Ambos se reencontraron en una estremecedora reunión. Dorfman se preguntaba si era posible la reconciliación mientras las heridas seguían abiertas, y si algo cambiaba cuando el torturador mostraba arrepentimiento: “¿No era el remordimiento un viaje al propio ego, una componenda para satisfacer las apariencias externas?”.

El torturado, resume Dorfman, podía llegar a apaciguar el odio que subsistía en su interior, incluso podría perdonar a su torturador, pero quedaba siempre algo irreparable: “un terror que nunca podría aplacarse”. Lo irreparable es la disociación entre la persona y lo que ésta padeció, fenómeno típico de las víctimas de la tortura. Su supervivencia mental depende de que se distancien de su propio cuerpo y sus vicisitudes. Viven siempre en esa destructiva distancia.

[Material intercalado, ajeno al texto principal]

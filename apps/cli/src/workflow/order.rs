//! # Order Placement
//!
//! Turns an operator's selection into a persisted order.
//!
//! ## Stages
//! ```text
//! ┌─────────────────────────────────────────────────────────────────────────┐
//! │                                                                         │
//! │  SELECTING_CUSTOMER ──► SELECTING_ITEMS ──► COMPUTING_DISCOUNTS         │
//! │     customer exists      products priced      loyalty → birthday        │
//! │                          code exists, unused   → code                   │
//! │                                                     │                   │
//! │          ┌──────────────────────────────────────────┘                   │
//! │          ▼                                                              │
//! │  ASSIGNING_COURIER ──► PERSISTING ──► CONFIRMED                         │
//! │   ┌─── one transaction ───────────┐                                     │
//! │   │ release cooled-down couriers  │                                     │
//! │   │ claim first eligible courier  │                                     │
//! │   │ insert order + items          │                                     │
//! │   │ bump pizza count              │                                     │
//! │   │ consume discount code         │                                     │
//! │   └───────────────────────────────┘                                     │
//! │                                                                         │
//! │  Any failure ──► ABORTED (transaction rolled back, nothing written)     │
//! └─────────────────────────────────────────────────────────────────────────┘
//! ```

use std::fmt;

use chrono::{DateTime, NaiveDate, Utc};
use tracing::{debug, info, warn};

use crate::error::AppError;
use crate::workflow::{finish, local_date, store_time};
use pizza_core::courier::{rank_couriers, select_courier};
use pizza_core::pricing::{price_order, CodeDiscount, DiscountContext, PriceBreakdown, PricedLine};
use pizza_core::validation::{normalize_discount_code, validate_id, validate_quantity};
use pizza_core::{CoreError, Customer, DeliveryPerson, DiscountCode, Order};
use pizza_db::{
    CourierRepository, CustomerRepository, Database, DbConnection, DbError, DiscountCodeRepository,
    NewOrder, OrderRepository,
};

// =============================================================================
// Request / Response
// =============================================================================

/// One line as entered by the operator.
#[derive(Debug, Clone, Copy, PartialEq, Eq)]
pub struct OrderLine {
    pub product_id: i64,
    pub quantity: i64,
}

/// Everything needed to place an order.
#[derive(Debug, Clone, Default, PartialEq, Eq)]
pub struct OrderRequest {
    pub customer_id: i64,
    pub lines: Vec<OrderLine>,
    /// Raw code as typed; blank means none.
    pub discount_code: Option<String>,
}

/// A placed order with everything the console prints about it.
#[derive(Debug, Clone)]
pub struct OrderConfirmation {
    pub order: Order,
    pub customer_name: String,
    pub courier: DeliveryPerson,
    pub lines: Vec<PricedLine>,
    pub breakdown: PriceBreakdown,
}

// =============================================================================
// Stages
// =============================================================================

/// Where an order is in the placement workflow.
#[derive(Debug, Clone, Copy, PartialEq, Eq)]
pub enum OrderStage {
    SelectingCustomer,
    SelectingItems,
    ComputingDiscounts,
    AssigningCourier,
    Persisting,
    Confirmed,
    Aborted,
}

impl OrderStage {
    pub fn as_str(&self) -> &'static str {
        match self {
            OrderStage::SelectingCustomer => "SELECTING_CUSTOMER",
            OrderStage::SelectingItems => "SELECTING_ITEMS",
            OrderStage::ComputingDiscounts => "COMPUTING_DISCOUNTS",
            OrderStage::AssigningCourier => "ASSIGNING_COURIER",
            OrderStage::Persisting => "PERSISTING",
            OrderStage::Confirmed => "CONFIRMED",
            OrderStage::Aborted => "ABORTED",
        }
    }

    pub fn is_terminal(&self) -> bool {
        matches!(self, OrderStage::Confirmed | OrderStage::Aborted)
    }
}

impl fmt::Display for OrderStage {
    fn fmt(&self, f: &mut fmt::Formatter<'_>) -> fmt::Result {
        f.write_str(self.as_str())
    }
}

/// Tracks and logs stage transitions for one placement.
#[derive(Debug)]
pub(crate) struct StageLog {
    stage: OrderStage,
}

impl StageLog {
    pub(crate) fn start() -> Self {
        debug!(stage = %OrderStage::SelectingCustomer, "Order placement started");
        StageLog {
            stage: OrderStage::SelectingCustomer,
        }
    }

    pub(crate) fn advance(&mut self, next: OrderStage) {
        info!(from = %self.stage, to = %next, "Order stage");
        self.stage = next;
    }

    fn abort(&mut self, err: &AppError) {
        warn!(stage = %self.stage, error = %err, "Order aborted");
        self.stage = OrderStage::Aborted;
    }

    #[cfg(test)]
    pub(crate) fn stage(&self) -> OrderStage {
        self.stage
    }
}

// =============================================================================
// Workflow
// =============================================================================

/// Places an order at `now`, with the shop's local date as "today".
pub async fn place_order(
    db: &Database,
    request: &OrderRequest,
    now: DateTime<Utc>,
) -> Result<OrderConfirmation, AppError> {
    place_order_on(db, request, now, local_date(now)).await
}

/// Places an order at `now`; `today` decides the birthday discount.
///
/// Validation and lookups run before the transaction opens, so a rejected
/// order never touches the store. Courier assignment and all writes share
/// one transaction.
pub async fn place_order_on(
    db: &Database,
    request: &OrderRequest,
    now: DateTime<Utc>,
    today: NaiveDate,
) -> Result<OrderConfirmation, AppError> {
    let now = store_time(now);
    let mut stages = StageLog::start();

    match run(db, request, now, today, &mut stages).await {
        Ok(confirmation) => {
            stages.advance(OrderStage::Confirmed);
            info!(
                order_id = confirmation.order.id,
                courier_id = confirmation.courier.id,
                total = %confirmation.breakdown.final_total,
                "Order confirmed"
            );
            Ok(confirmation)
        }
        Err(err) => {
            stages.abort(&err);
            Err(err)
        }
    }
}

async fn run(
    db: &Database,
    request: &OrderRequest,
    now: DateTime<Utc>,
    today: NaiveDate,
    stages: &mut StageLog,
) -> Result<OrderConfirmation, AppError> {
    // SELECTING_CUSTOMER
    validate_id("customer id", request.customer_id)?;
    let customer = db
        .customers()
        .get_by_id(request.customer_id)
        .await?
        .ok_or(CoreError::CustomerNotFound(request.customer_id))?;

    // SELECTING_ITEMS
    stages.advance(OrderStage::SelectingItems);
    let lines = priced_lines(db, &merge_lines(&request.lines)?).await?;
    let code = lookup_code(db, request.discount_code.as_deref()).await?;

    // COMPUTING_DISCOUNTS
    stages.advance(OrderStage::ComputingDiscounts);
    let context = DiscountContext {
        prior_pizza_count: customer.pizza_count,
        is_birthday: customer.has_birthday_on(today),
        code: code.as_ref().map(|c| CodeDiscount {
            code: c.code.clone(),
            percent: c.percent_off(),
        }),
    };
    let breakdown = price_order(&lines, &context)?;
    debug!(
        base = %breakdown.base_total,
        discounts = breakdown.discounts.len(),
        total = %breakdown.final_total,
        "Order priced"
    );

    let (order, courier) = persist(db, &customer, &lines, &breakdown, code.as_ref(), now, stages).await?;

    Ok(OrderConfirmation {
        order,
        customer_name: customer.name,
        courier,
        lines,
        breakdown,
    })
}

/// Folds repeated products into one line each, keeping first-seen order.
fn merge_lines(lines: &[OrderLine]) -> Result<Vec<OrderLine>, AppError> {
    if lines.is_empty() {
        return Err(CoreError::EmptyOrder.into());
    }

    let mut merged: Vec<OrderLine> = Vec::with_capacity(lines.len());
    for line in lines {
        validate_id("product id", line.product_id)?;
        validate_quantity(line.quantity)?;

        match merged.iter_mut().find(|m| m.product_id == line.product_id) {
            Some(existing) => existing.quantity += line.quantity,
            None => merged.push(*line),
        }
    }

    for line in &merged {
        validate_quantity(line.quantity)?;
    }
    Ok(merged)
}

async fn priced_lines(db: &Database, lines: &[OrderLine]) -> Result<Vec<PricedLine>, AppError> {
    let products = db.products();
    let mut priced = Vec::with_capacity(lines.len());

    for line in lines {
        match products.priced(line.product_id).await? {
            Some(product) => priced.push(PricedLine::from_product(&product, line.quantity)),
            None if products.exists(line.product_id).await? => {
                return Err(CoreError::PriceMissing(line.product_id).into())
            }
            None => return Err(CoreError::ProductNotFound(line.product_id).into()),
        }
    }

    Ok(priced)
}

/// Resolves the typed code. Blank input means no code.
async fn lookup_code(db: &Database, raw: Option<&str>) -> Result<Option<DiscountCode>, AppError> {
    let raw = match raw {
        Some(raw) if !raw.trim().is_empty() => raw,
        _ => return Ok(None),
    };

    let code = normalize_discount_code(raw)?;
    let found = db
        .discount_codes()
        .find_by_code(&code)
        .await?
        .ok_or_else(|| CoreError::DiscountCodeNotFound(code.clone()))?;

    if found.is_used {
        return Err(CoreError::DiscountCodeUsed(found.code).into());
    }
    Ok(Some(found))
}

/// Assigns a courier and writes the order, all in one transaction.
pub(crate) async fn persist(
    db: &Database,
    customer: &Customer,
    lines: &[PricedLine],
    breakdown: &PriceBreakdown,
    code: Option<&DiscountCode>,
    now: DateTime<Utc>,
    stages: &mut StageLog,
) -> Result<(Order, DeliveryPerson), AppError> {
    let mut tx = db.begin().await?;
    let outcome = write_order(&mut tx, customer, lines, breakdown, code, now, stages).await;
    finish(tx, outcome).await
}

async fn write_order(
    conn: &mut DbConnection,
    customer: &Customer,
    lines: &[PricedLine],
    breakdown: &PriceBreakdown,
    code: Option<&DiscountCode>,
    now: DateTime<Utc>,
    stages: &mut StageLog,
) -> Result<(Order, DeliveryPerson), AppError> {
    // ASSIGNING_COURIER
    stages.advance(OrderStage::AssigningCourier);
    CourierRepository::release_cooled_down(conn, now).await?;
    let candidates = CourierRepository::load_candidates(conn).await?;
    let prefix = customer.postal_prefix();

    let preferred =
        select_courier(&candidates, prefix.as_ref(), now).ok_or(CoreError::NoEligibleCourier)?;
    debug!(courier_id = preferred.id, "Preferred courier");

    let mut courier = None;
    for candidate in rank_couriers(&candidates, prefix.as_ref(), now) {
        if CourierRepository::claim(conn, candidate.id, now).await? {
            courier = Some(DeliveryPerson {
                id: candidate.id,
                name: candidate.name.clone(),
                is_available: false,
            });
            break;
        }
        debug!(courier_id = candidate.id, "Courier taken concurrently, trying next");
    }
    let courier = courier.ok_or(CoreError::NoEligibleCourier)?;
    debug!(
        courier_id = courier.id,
        prefix = prefix.as_ref().map(|p| p.as_str()).unwrap_or("-"),
        "Courier assigned"
    );

    // PERSISTING
    stages.advance(OrderStage::Persisting);
    let order_id = OrderRepository::insert(
        conn,
        &NewOrder {
            customer_id: customer.id,
            delivery_person_id: courier.id,
            discount_code_id: code.map(|c| c.id),
            total_cents: breakdown.final_total.cents(),
            created_at: now,
        },
    )
    .await?;

    for line in lines {
        OrderRepository::insert_item(conn, order_id, line.product_id, line.quantity).await?;
    }

    CustomerRepository::add_pizzas(conn, customer.id, breakdown.pizza_units).await?;

    if let Some(code) = code.filter(|_| breakdown.consumes_code) {
        if !DiscountCodeRepository::consume(conn, code.id).await? {
            return Err(CoreError::DiscountCodeUsed(code.code.clone()).into());
        }
    }

    let order = OrderRepository::fetch(conn, order_id)
        .await?
        .ok_or_else(|| DbError::not_found("Order", order_id))?;

    Ok((order, courier))
}

// =============================================================================
// Unit Tests
// =============================================================================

No debería ser necesario recurrir al habitual argumento de que, mediante la tortura, muy pocas veces se averigua nada valioso y que, sumido en un invencible pánico, el torturado confiesa cualquier cosa con tal de poner fin a su agonía. Bastaría con asumir ese principio básico de los sentimientos humanitarios que nos impulsa a no hacer a los demás lo que uno no desearía que le hicieran a él. Transgredirlo conscientemente, como ha ocurrido durante la fatídica “guerra contra el terror”, es la mejor prueba de la inhumanidad básica de todos los implicados en tan vil quehacer, aunque lo disfracen como servicio a un dios o a alguna patria.